:: Exercise instructions ::
Only a number is wanted: how many lines in the listing contain the word "variables"?

:: Source information ::

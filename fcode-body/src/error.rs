use thiserror::Error;

/// Errors from decoding, encoding and structural edits of method bodies.
#[derive(Debug, Error)]
pub enum Error {
    #[error("unknown opcode byte {byte:#04x} at offset {offset}")]
    UnknownOpcode { byte: u8, offset: usize },

    #[error("truncated instruction stream at offset {0}")]
    Truncated(usize),

    #[error("jump to offset {0} does not land on an instruction boundary")]
    DanglingJumpOffset(u16),

    #[error("{table} table index {index} out of range")]
    BadConstantIndex { table: &'static str, index: u16 },

    #[error("register index {0} out of range for method variables")]
    BadRegister(u16),

    #[error("static method cannot reference the implicit `this` register")]
    ThisInStatic,

    #[error("error-table offset {0} does not name an instruction")]
    BadErrorTableOffset(u16),

    #[error("encoded body exceeds the 64 KiB offset range ({0} bytes)")]
    BodyTooLarge(usize),

    #[error("instruction references a node that is not in the execution order")]
    DanglingReference,

    #[error("variable is still referenced by an instruction")]
    VariableInUse,

    #[error("seek found no matching instruction")]
    SeekFailed,

    #[error("cursor is past the last instruction")]
    CursorAtEnd,

    #[error("malformed type reference {0:?}")]
    MalformedType(String),

    #[error("malformed field reference {0:?}")]
    MalformedField(String),

    #[error("malformed method reference {0:?}")]
    MalformedMethod(String),
}

pub type Result<T> = std::result::Result<T, Error>;
use fcode_body::{Insn, MethodBody, Operand, PodPools};
use fcode_isa::Opcode;

/// Opcode plus jump targets as execution-order positions, for comparing
/// bodies whose arenas differ.
#[allow(dead_code)]
pub fn shape(body: &MethodBody) -> Vec<(Opcode, Vec<usize>)> {
    body.sequence()
        .iter()
        .map(|&id| {
            let insn = body.insn(id);
            let targets = insn
                .targets()
                .iter()
                .map(|t| body.position_of(*t).expect("target in order"))
                .collect();
            (insn.opcode, targets)
        })
        .collect()
}

/// Encode `body` and decode the bytes into a fresh body with the same
/// static flag and variables.
#[allow(dead_code)]
pub fn recode(body: &mut MethodBody) -> (MethodBody, Vec<u8>) {
    let mut pools = PodPools::new();
    let bytes = fcode_body::codec::encode(body, &mut pools).expect("encode");
    let mut decoded = MethodBody::new(body.is_static(), body.returns_void());
    for var in body.variables().to_vec() {
        if var.is_param {
            decoded.add_parameter(&var.name, var.typ);
        } else {
            decoded.add_local(&var.name, var.typ);
        }
    }
    fcode_body::codec::decode(&mut decoded, &bytes, &pools).expect("decode");
    (decoded, bytes)
}

/// Operands of the execution order, with jump targets erased (ids are not
/// comparable across bodies; use [`shape`] for targets).
#[allow(dead_code)]
pub fn operands(body: &MethodBody) -> Vec<Operand> {
    body.sequence()
        .iter()
        .map(|&id| match &body.insn(id).operand {
            Operand::Jump(_) | Operand::Switch(_) => Operand::None,
            other => other.clone(),
        })
        .collect()
}

#[allow(dead_code)]
pub fn opcodes(body: &MethodBody) -> Vec<Opcode> {
    body.sequence()
        .iter()
        .map(|&id| body.insn(id).opcode)
        .collect()
}

#[allow(dead_code)]
pub fn push_all(body: &mut MethodBody, insns: impl IntoIterator<Item = Insn>) {
    for insn in insns {
        body.push(insn);
    }
}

:: Your response ::
3